Analysis of the Morphology of Apoptotic Cells Using Hoechst 33258 Staining
First KG1a cells were divided to four treatment groups (Control, 85 μM HESP, 2 μM SAL and SAL/HESP). 12-well plates seeded with 5 × 105 KG1a cells for 48 hours. The next step was to harvest the cells and rinse them with cold phosphate-buffered saline (PBS). Next, cells were treated with Hoechst 33258 solution (1 mg/mL in ddH2O) and the final concentration was adjusted to 100 μg/mL. The cellular morphology was examined using fluorescence microscopy (EUM-5000 FLCD, Labex Instrument).

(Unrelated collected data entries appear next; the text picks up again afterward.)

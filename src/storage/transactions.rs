use anyhow::{Context, Result, anyhow};
use chrono::{DateTime, Utc};
use sqlx::sqlite::SqliteRow;
use sqlx::{Row, SqliteConnection};

use crate::domain::{
    Cents, CustomerId, LedgerTransaction, TransactionId, TransactionKind, TransactionStatus,
};

use super::{decode_timestamp, decode_uuid, encode_timestamp};

const TRANSACTION_COLUMNS: &str = "id, sequence, customer_id, kind, status, amount, reference, \
     consumption_id, balance_after, created_at";

/// Save a new transaction. Assigns the next sequence number.
pub async fn insert(conn: &mut SqliteConnection, transaction: &mut LedgerTransaction) -> Result<()> {
    transaction.sequence = next_sequence(conn).await?;

    sqlx::query(
        r#"
        INSERT INTO ledger_transactions (id, sequence, customer_id, kind, status, amount, reference, consumption_id, balance_after, created_at)
        VALUES (?, ?, ?, ?, ?, ?, ?, ?, ?, ?)
        "#,
    )
    .bind(transaction.id.to_string())
    .bind(transaction.sequence)
    .bind(transaction.customer_id.to_string())
    .bind(transaction.kind.as_str())
    .bind(transaction.status.as_str())
    .bind(transaction.amount)
    .bind(&transaction.reference)
    .bind(transaction.consumption_id.map(|id| id.to_string()))
    .bind(transaction.balance_after)
    .bind(encode_timestamp(transaction.created_at))
    .execute(&mut *conn)
    .await
    .context("Failed to save ledger transaction")?;

    Ok(())
}

/// Get the next sequence number and increment the counter.
async fn next_sequence(conn: &mut SqliteConnection) -> Result<i64> {
    let row = sqlx::query(
        r#"
        UPDATE sequence_counter
        SET value = value + 1
        WHERE name = 'ledger_sequence'
        RETURNING value
        "#,
    )
    .fetch_one(&mut *conn)
    .await
    .context("Failed to get next sequence number")?;

    Ok(row.get("value"))
}

/// Move a pending transaction to confirmed and return the updated row.
/// Returns `None` when no pending transaction has this id, so two racing
/// confirmations cannot both succeed.
pub async fn claim_pending(
    conn: &mut SqliteConnection,
    id: TransactionId,
) -> Result<Option<LedgerTransaction>> {
    let row = sqlx::query(&format!(
        "UPDATE ledger_transactions SET status = ? WHERE id = ? AND status = ? RETURNING {}",
        TRANSACTION_COLUMNS
    ))
    .bind(TransactionStatus::Confirmed.as_str())
    .bind(id.to_string())
    .bind(TransactionStatus::PendingAcknowledgement.as_str())
    .fetch_optional(&mut *conn)
    .await
    .context("Failed to confirm transaction")?;

    row.as_ref().map(row_to_transaction).transpose()
}

/// Record the balance snapshot of a transaction that was just applied.
pub async fn set_balance_after(
    conn: &mut SqliteConnection,
    id: TransactionId,
    balance_after: Cents,
) -> Result<()> {
    sqlx::query("UPDATE ledger_transactions SET balance_after = ? WHERE id = ?")
        .bind(balance_after)
        .bind(id.to_string())
        .execute(&mut *conn)
        .await
        .context("Failed to record balance snapshot")?;
    Ok(())
}

/// Get a transaction by ID.
pub async fn find(conn: &mut SqliteConnection, id: TransactionId) -> Result<Option<LedgerTransaction>> {
    let row = sqlx::query(&format!(
        "SELECT {} FROM ledger_transactions WHERE id = ?",
        TRANSACTION_COLUMNS
    ))
    .bind(id.to_string())
    .fetch_optional(&mut *conn)
    .await
    .context("Failed to fetch ledger transaction")?;

    row.as_ref().map(row_to_transaction).transpose()
}

/// All transactions of a customer, in write order.
pub async fn list_for_customer(
    conn: &mut SqliteConnection,
    customer_id: CustomerId,
) -> Result<Vec<LedgerTransaction>> {
    let rows = sqlx::query(&format!(
        "SELECT {} FROM ledger_transactions WHERE customer_id = ? ORDER BY sequence",
        TRANSACTION_COLUMNS
    ))
    .bind(customer_id.to_string())
    .fetch_all(&mut *conn)
    .await
    .context("Failed to list ledger transactions")?;

    rows.iter().map(row_to_transaction).collect()
}

/// Transactions still awaiting acknowledgement, optionally for one customer.
pub async fn list_pending(
    conn: &mut SqliteConnection,
    customer_id: Option<CustomerId>,
) -> Result<Vec<LedgerTransaction>> {
    let mut query = format!(
        "SELECT {} FROM ledger_transactions WHERE status = ?",
        TRANSACTION_COLUMNS
    );
    if customer_id.is_some() {
        query.push_str(" AND customer_id = ?");
    }
    query.push_str(" ORDER BY sequence");

    let customer_str = customer_id.map(|id| id.to_string());
    let mut sql_query =
        sqlx::query(&query).bind(TransactionStatus::PendingAcknowledgement.as_str());
    if let Some(ref cid) = customer_str {
        sql_query = sql_query.bind(cid);
    }

    let rows = sql_query
        .fetch_all(&mut *conn)
        .await
        .context("Failed to list pending transactions")?;

    rows.iter().map(row_to_transaction).collect()
}

/// Confirmed transactions created in `[from, to)`, in write order.
pub async fn list_confirmed_between(
    conn: &mut SqliteConnection,
    customer_id: CustomerId,
    from: DateTime<Utc>,
    to: DateTime<Utc>,
) -> Result<Vec<LedgerTransaction>> {
    let rows = sqlx::query(&format!(
        "SELECT {} FROM ledger_transactions \
         WHERE customer_id = ? AND status = ? AND created_at >= ? AND created_at < ? \
         ORDER BY created_at, sequence",
        TRANSACTION_COLUMNS
    ))
    .bind(customer_id.to_string())
    .bind(TransactionStatus::Confirmed.as_str())
    .bind(encode_timestamp(from))
    .bind(encode_timestamp(to))
    .fetch_all(&mut *conn)
    .await
    .context("Failed to list confirmed transactions")?;

    rows.iter().map(row_to_transaction).collect()
}

/// Balance snapshot of the latest confirmed transaction created strictly
/// before `cutoff`. Ties on `created_at` go to the later write.
pub async fn balance_as_of(
    conn: &mut SqliteConnection,
    customer_id: CustomerId,
    cutoff: DateTime<Utc>,
) -> Result<Option<Cents>> {
    let row = sqlx::query(
        r#"
        SELECT balance_after
        FROM ledger_transactions
        WHERE customer_id = ? AND status = ? AND created_at < ?
        ORDER BY created_at DESC, sequence DESC
        LIMIT 1
        "#,
    )
    .bind(customer_id.to_string())
    .bind(TransactionStatus::Confirmed.as_str())
    .bind(encode_timestamp(cutoff))
    .fetch_optional(&mut *conn)
    .await
    .context("Failed to read balance snapshot")?;

    Ok(row.and_then(|r| r.get::<Option<Cents>, _>("balance_after")))
}

/// Ledger-wide counters for integrity checking.
#[derive(Debug, Clone, Copy)]
pub struct LedgerStats {
    pub transaction_count: i64,
    pub missing_snapshots: i64,
    pub invalid_amounts: i64,
}

pub async fn stats(conn: &mut SqliteConnection) -> Result<LedgerStats> {
    let row = sqlx::query(
        r#"
        SELECT
            COUNT(*) AS transaction_count,
            COALESCE(SUM(CASE WHEN status = ? AND balance_after IS NULL THEN 1 ELSE 0 END), 0) AS missing_snapshots,
            COALESCE(SUM(CASE WHEN amount <= 0 THEN 1 ELSE 0 END), 0) AS invalid_amounts
        FROM ledger_transactions
        "#,
    )
    .bind(TransactionStatus::Confirmed.as_str())
    .fetch_one(&mut *conn)
    .await
    .context("Failed to gather ledger statistics")?;

    Ok(LedgerStats {
        transaction_count: row.get("transaction_count"),
        missing_snapshots: row.get("missing_snapshots"),
        invalid_amounts: row.get("invalid_amounts"),
    })
}

fn row_to_transaction(row: &SqliteRow) -> Result<LedgerTransaction> {
    let id_str: String = row.get("id");
    let customer_str: String = row.get("customer_id");
    let kind_str: String = row.get("kind");
    let status_str: String = row.get("status");
    let consumption_str: Option<String> = row.get("consumption_id");
    let created_at_str: String = row.get("created_at");

    Ok(LedgerTransaction {
        id: decode_uuid(&id_str).context("Invalid transaction ID")?,
        sequence: row.get("sequence"),
        customer_id: decode_uuid(&customer_str).context("Invalid customer ID")?,
        kind: TransactionKind::from_str(&kind_str)
            .ok_or_else(|| anyhow!("Invalid transaction kind: {}", kind_str))?,
        status: TransactionStatus::from_str(&status_str)
            .ok_or_else(|| anyhow!("Invalid transaction status: {}", status_str))?,
        amount: row.get("amount"),
        reference: row.get("reference"),
        consumption_id: consumption_str
            .map(|s| decode_uuid(&s))
            .transpose()
            .context("Invalid consumption ID")?,
        balance_after: row.get("balance_after"),
        created_at: decode_timestamp(&created_at_str)?,
    })
}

Cellular ROS Detection Assay
At the beginning of the process cells were placed on a 96 well plate and incubated to attach overnight. In the following stage, cells were treated for 48 hours. Next, the cells were rinsed in 1X Buffer and stained with 25 μM DCFDAFootnote 10 in 1X Buffer for 45 min at 37 °C for triple time. After wards washing with 1X Buffer was executed repeatedly between staining steps. Ultimately, cells were washed in 1X Buffer and changes were determined as a percentage of control after background subtraction. The nucleus of the cells was stained with DAPIFootnote 11 as well. The cells were observed under microscope for DCF fluorescence at the excitation and emission wavelengths of 535/485 nm (green filter) and for DAPI fluorescence at the excitation and emission wavelengths of 457/357 nm (blue filter). the fluorescence emissions were evaluated by the FACSCalibur flow cytometer (BD Biosciences, San Jose, CA, USA). The provided data were analyzed using FlowJo software (Ashland, OR, USA).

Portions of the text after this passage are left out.